Work required
Every entry that follows is to be duplicated exactly.

┏━━

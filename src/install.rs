//! "Install Ratatouille" banner
//!
//! Offers to add the app to the desktop's application menu. Dismissing it
//! snoozes the banner for a week; the dismissal time is the only thing this
//! app ever persists.

use std::fs;
use std::path::{Path, PathBuf};
use std::time::{Duration, SystemTime, UNIX_EPOCH};

use thiserror::Error;

const APP_DIR: &str = "ratatouille";
const DISMISSED_FILE: &str = "install_prompt_dismissed";
const DESKTOP_FILE: &str = "ratatouille.desktop";

/// How long a dismissal keeps the banner hidden
pub const SNOOZE: Duration = Duration::from_secs(7 * 24 * 60 * 60);

#[derive(Debug, Error)]
pub enum InstallError {
    #[error("no user data directory on this system")]
    NoDataDir,
    #[error("could not locate the running executable: {0}")]
    Executable(std::io::Error),
    #[error("{path}: {source}")]
    Io {
        path: PathBuf,
        source: std::io::Error,
    },
}

/// Where the banner keeps its state
#[derive(Debug, Clone)]
pub struct InstallPaths {
    /// File holding the last dismissal as epoch milliseconds
    pub dismissed: PathBuf,
    /// Freedesktop entry written by "Install"
    pub desktop_entry: PathBuf,
}

impl InstallPaths {
    /// Standard locations under the user's data directory
    pub fn from_data_dir(data_dir: &Path) -> Self {
        Self {
            dismissed: data_dir.join(APP_DIR).join(DISMISSED_FILE),
            desktop_entry: data_dir.join("applications").join(DESKTOP_FILE),
        }
    }

    pub fn discover() -> Result<Self, InstallError> {
        dirs::data_dir()
            .map(|dir| Self::from_data_dir(&dir))
            .ok_or(InstallError::NoDataDir)
    }
}

#[derive(Debug)]
pub struct InstallPrompt {
    paths: Option<InstallPaths>,
    visible: bool,
}

impl InstallPrompt {
    /// Decide whether to show the banner right now
    pub fn load(paths: Option<InstallPaths>, now: SystemTime) -> Self {
        let visible = match &paths {
            Some(paths) => {
                !paths.desktop_entry.exists() && should_show(read_dismissed(&paths.dismissed), now)
            }
            None => false,
        };
        tracing::debug!("Install prompt visible: {}", visible);
        Self { paths, visible }
    }

    pub fn is_visible(&self) -> bool {
        self.visible
    }

    /// Hide the banner and remember when
    pub fn dismiss(&mut self, now: SystemTime) {
        self.visible = false;
        let Some(paths) = &self.paths else { return };
        if let Err(e) = write_dismissed(&paths.dismissed, now) {
            tracing::warn!("Could not remember install prompt dismissal: {}", e);
        }
    }

    /// Write the desktop entry pointing at the running binary
    pub fn install(&mut self) -> Result<PathBuf, InstallError> {
        let paths = self.paths.as_ref().ok_or(InstallError::NoDataDir)?;
        let exe = std::env::current_exe().map_err(InstallError::Executable)?;
        write_file(&paths.desktop_entry, &desktop_entry(&exe))?;
        self.visible = false;
        tracing::info!("Installed desktop entry at {:?}", paths.desktop_entry);
        Ok(paths.desktop_entry.clone())
    }
}

/// `true` when never dismissed or the snooze has run out
pub fn should_show(dismissed_at: Option<SystemTime>, now: SystemTime) -> bool {
    match dismissed_at {
        None => true,
        // A dismissal "in the future" means the clock moved; keep snoozing
        Some(at) => now.duration_since(at).map(|age| age >= SNOOZE).unwrap_or(false),
    }
}

fn read_dismissed(path: &Path) -> Option<SystemTime> {
    let raw = fs::read_to_string(path).ok()?;
    match raw.trim().parse::<u64>() {
        Ok(millis) => Some(UNIX_EPOCH + Duration::from_millis(millis)),
        Err(e) => {
            tracing::warn!("Ignoring unreadable dismissal time in {:?}: {}", path, e);
            None
        }
    }
}

fn write_dismissed(path: &Path, now: SystemTime) -> Result<(), InstallError> {
    let millis = now
        .duration_since(UNIX_EPOCH)
        .map(|d| d.as_millis())
        .unwrap_or(0);
    write_file(path, &millis.to_string())
}

fn write_file(path: &Path, contents: &str) -> Result<(), InstallError> {
    let io_err = |source| InstallError::Io {
        path: path.to_path_buf(),
        source,
    };
    if let Some(parent) = path.parent() {
        fs::create_dir_all(parent).map_err(io_err)?;
    }
    fs::write(path, contents).map_err(io_err)
}

fn desktop_entry(exe: &Path) -> String {
    format!(
        "[Desktop Entry]\n\
         Type=Application\n\
         Name=Ratatouille AI\n\
         GenericName=Recipe Finder\n\
         Comment=Snap your fridge, get recipes\n\
         Exec=\"{}\" open\n\
         Terminal=false\n\
         Categories=Utility;\n\
         Keywords=recipe;cooking;food;\n",
        exe.display()
    )
}

#[cfg(test)]
mod tests {
    use super::*;

    const DAY: Duration = Duration::from_secs(24 * 60 * 60);

    fn paths(dir: &tempfile::TempDir) -> InstallPaths {
        InstallPaths::from_data_dir(dir.path())
    }

    #[test]
    fn test_fresh_install_shows_prompt() {
        let dir = tempfile::tempdir().unwrap();
        let prompt = InstallPrompt::load(Some(paths(&dir)), SystemTime::now());
        assert!(prompt.is_visible());
    }

    #[test]
    fn test_dismissal_snoozes_for_a_week() {
        let dir = tempfile::tempdir().unwrap();
        let now = SystemTime::now();

        let mut prompt = InstallPrompt::load(Some(paths(&dir)), now);
        prompt.dismiss(now);
        assert!(!prompt.is_visible());
        assert!(paths(&dir).dismissed.exists());

        assert!(!InstallPrompt::load(Some(paths(&dir)), now + 6 * DAY).is_visible());
        assert!(InstallPrompt::load(Some(paths(&dir)), now + 8 * DAY).is_visible());
    }

    #[test]
    fn test_garbage_dismissal_is_ignored() {
        let dir = tempfile::tempdir().unwrap();
        let paths = paths(&dir);
        write_file(&paths.dismissed, "yesterday").unwrap();

        assert!(InstallPrompt::load(Some(paths), SystemTime::now()).is_visible());
    }

    #[test]
    fn test_installed_entry_hides_prompt() {
        let dir = tempfile::tempdir().unwrap();
        let mut prompt = InstallPrompt::load(Some(paths(&dir)), SystemTime::now());

        let entry = prompt.install().unwrap();
        assert!(!prompt.is_visible());
        let contents = fs::read_to_string(&entry).unwrap();
        assert!(contents.starts_with("[Desktop Entry]"));
        assert!(contents.contains("Name=Ratatouille AI"));

        assert!(!InstallPrompt::load(Some(paths(&dir)), SystemTime::now()).is_visible());
    }

    #[test]
    fn test_no_data_dir_never_shows() {
        let mut prompt = InstallPrompt::load(None, SystemTime::now());
        assert!(!prompt.is_visible());
        assert!(matches!(prompt.install(), Err(InstallError::NoDataDir)));
    }

    #[test]
    fn test_should_show_boundaries() {
        let now = SystemTime::now();
        assert!(should_show(None, now));
        assert!(!should_show(Some(now - SNOOZE + Duration::from_secs(1)), now));
        assert!(should_show(Some(now - SNOOZE), now));
        assert!(!should_show(Some(now + DAY), now));
    }
}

┗━━

The answer
filename src/install.rs
//! "Install Ratatouille" banner
//!
//! Offers to add the app to the desktop's application menu. Dismissing it
//! snoozes the banner for a week; the dismissal time is the only thing this
//! app ever persists.

use std::fs;
use std::path::{Path, PathBuf};
use std::time::{Duration, SystemTime, UNIX_EPOCH};

use thiserror::Error;

const APP_DIR: &str = "ratatouille";
const DISMISSED_FILE: &str = "install_prompt_dismissed";
const DESKTOP_FILE: &str = "ratatouille.desktop";

/// How long a dismissal keeps the banner hidden
pub const SNOOZE: Duration = Duration::from_secs(7 * 24 * 60 * 60);

#[derive(Debug, Error)]
pub enum InstallError {
    #[error("no user data directory on this system")]
    NoDataDir,
    #[error("could not locate the running executable: {0}")]
    Executable(std::io::Error),
    #[error("{path}: {source}")]
    Io {
        path: PathBuf,
        source: std::io::Error,
    },
}

/// Where the banner keeps its state
#[derive(Debug, Clone)]
pub struct InstallPaths {
    /// File holding the last dismissal as epoch milliseconds
    pub dismissed: PathBuf,
    /// Freedesktop entry written by "Install"
    pub desktop_entry: PathBuf,
}

impl InstallPaths {
    /// Standard locations under the user's data directory
    pub fn from_data_dir(data_dir: &Path) -> Self {
        Self {
            dismissed: data_dir.join(APP_DIR).join(DISMISSED_FILE),
            desktop_entry: data_dir.join("applications").join(DESKTOP_FILE),
        }
    }

    pub fn discover() -> Result<Self, InstallError> {
        dirs::data_dir()
            .map(|dir| Self::from_data_dir(&dir))
            .ok_or(InstallError::NoDataDir)
    }
}

#[derive(Debug)]
pub struct InstallPrompt {
    paths: Option<InstallPaths>,
    visible: bool,
}

impl InstallPrompt {
    /// Decide whether to show the banner right now
    pub fn load(paths: Option<InstallPaths>, now: SystemTime) -> Self {
        let visible = match &paths {
            Some(paths) => {
                !paths.desktop_entry.exists() && should_show(read_dismissed(&paths.dismissed), now)
            }
            None => false,
        };
        tracing::debug!("Install prompt visible: {}", visible);
        Self { paths, visible }
    }

    pub fn is_visible(&self) -> bool {
        self.visible
    }

    /// Hide the banner and remember when
    pub fn dismiss(&mut self, now: SystemTime) {
        self.visible = false;
        let Some(paths) = &self.paths else { return };
        if let Err(e) = write_dismissed(&paths.dismissed, now) {
            tracing::warn!("Could not remember install prompt dismissal: {}", e);
        }
    }

    /// Write the desktop entry pointing at the running binary
    pub fn install(&mut self) -> Result<PathBuf, InstallError> {
        let paths = self.paths.as_ref().ok_or(InstallError::NoDataDir)?;
        let exe = std::env::current_exe().map_err(InstallError::Executable)?;
        write_file(&paths.desktop_entry, &desktop_entry(&exe))?;
        self.visible = false;
        tracing::info!("Installed desktop entry at {:?}", paths.desktop_entry);
        Ok(paths.desktop_entry.clone())
    }
}

/// `true` when never dismissed or the snooze has run out
pub fn should_show(dismissed_at: Option<SystemTime>, now: SystemTime) -> bool {
    match dismissed_at {
        None => true,
        // A dismissal "in the future" means the clock moved; keep snoozing
        Some(at) => now.duration_since(at).map(|age| age >= SNOOZE).unwrap_or(false),
    }
}

fn read_dismissed(path: &Path) -> Option<SystemTime> {
    let raw = fs::read_to_string(path).ok()?;
    match raw.trim().parse::<u64>() {
        Ok(millis) => Some(UNIX_EPOCH + Duration::from_millis(millis)),
        Err(e) => {
            tracing::warn!("Ignoring unreadable dismissal time in {:?}: {}", path, e);
            None
        }
    }
}

fn write_dismissed(path: &Path, now: SystemTime) -> Result<(), InstallError> {
    let millis = now
        .duration_since(UNIX_EPOCH)
        .map(|d| d.as_millis())
        .unwrap_or(0);
    write_file(path, &millis.to_string())
}

fn write_file(path: &Path, contents: &str) -> Result<(), InstallError> {
    let io_err = |source| InstallError::Io {
        path: path.to_path_buf(),
        source,
    };
    if let Some(parent) = path.parent() {
        fs::create_dir_all(parent).map_err(io_err)?;
    }
    fs::write(path, contents).map_err(io_err)
}

fn desktop_entry(exe: &Path) -> String {
    format!(
        "[Desktop Entry]\n\
         Type=Application\n\
         Name=Ratatouille AI\n\
         GenericName=Recipe Finder\n\
         Comment=Snap your fridge, get recipes\n\
         Exec=\"{}\" open\n\
         Terminal=false\n\
         Categories=Utility;\n\
         Keywords=recipe;cooking;food;\n",
        exe.display()
    )
}

#[cfg(test)]
mod tests {
    use super::*;

    const DAY: Duration = Duration::from_secs(24 * 60 * 60);

    fn paths(dir: &tempfile::TempDir) -> InstallPaths {
        InstallPaths::from_data_dir(dir.path())
    }

    #[test]
    fn test_fresh_install_shows_prompt() {
        let dir = tempfile::tempdir().unwrap();
        let prompt = InstallPrompt::load(Some(paths(&dir)), SystemTime::now());
        assert!(prompt.is_visible());
    }

    #[test]
    fn test_dismissal_snoozes_for_a_week() {
        let dir = tempfile::tempdir().unwrap();
        let now = SystemTime::now();

        let mut prompt = InstallPrompt::load(Some(paths(&dir)), now);
        prompt.dismiss(now);
        assert!(!prompt.is_visible());
        assert!(paths(&dir).dismissed.exists());

        assert!(!InstallPrompt::load(Some(paths(&dir)), now + 6 * DAY).is_visible());
        assert!(InstallPrompt::load(Some(paths(&dir)), now + 8 * DAY).is_visible());
    }

    #[test]
    fn test_garbage_dismissal_is_ignored() {
        let dir = tempfile::tempdir().unwrap();
        let paths = paths(&dir);
        write_file(&paths.dismissed, "yesterday").unwrap();

        assert!(InstallPrompt::load(Some(paths), SystemTime::now()).is_visible());
    }

    #[test]
    fn test_installed_entry_hides_prompt() {
        let dir = tempfile::tempdir().unwrap();
        let mut prompt = InstallPrompt::load(Some(paths(&dir)), SystemTime::now());

        let entry = prompt.install().unwrap();
        assert!(!prompt.is_visible());
        let contents = fs::read_to_string(&entry).unwrap();
        assert!(contents.starts_with("[Desktop Entry]"));
        assert!(contents.contains("Name=Ratatouille AI"));

        assert!(!InstallPrompt::load(Some(paths(&dir)), SystemTime::now()).is_visible());
    }

    #[test]
    fn test_no_data_dir_never_shows() {
        let mut prompt = InstallPrompt::load(None, SystemTime::now());
        assert!(!prompt.is_visible());
        assert!(matches!(prompt.install(), Err(InstallError::NoDataDir)));
    }

    #[test]
    fn test_should_show_boundaries() {
        let now = SystemTime::now();
        assert!(should_show(None, now));
        assert!(!should_show(Some(now - SNOOZE + Duration::from_secs(1)), now));
        assert!(should_show(Some(now - SNOOZE), now));
        assert!(!should_show(Some(now + DAY), now));
    }
}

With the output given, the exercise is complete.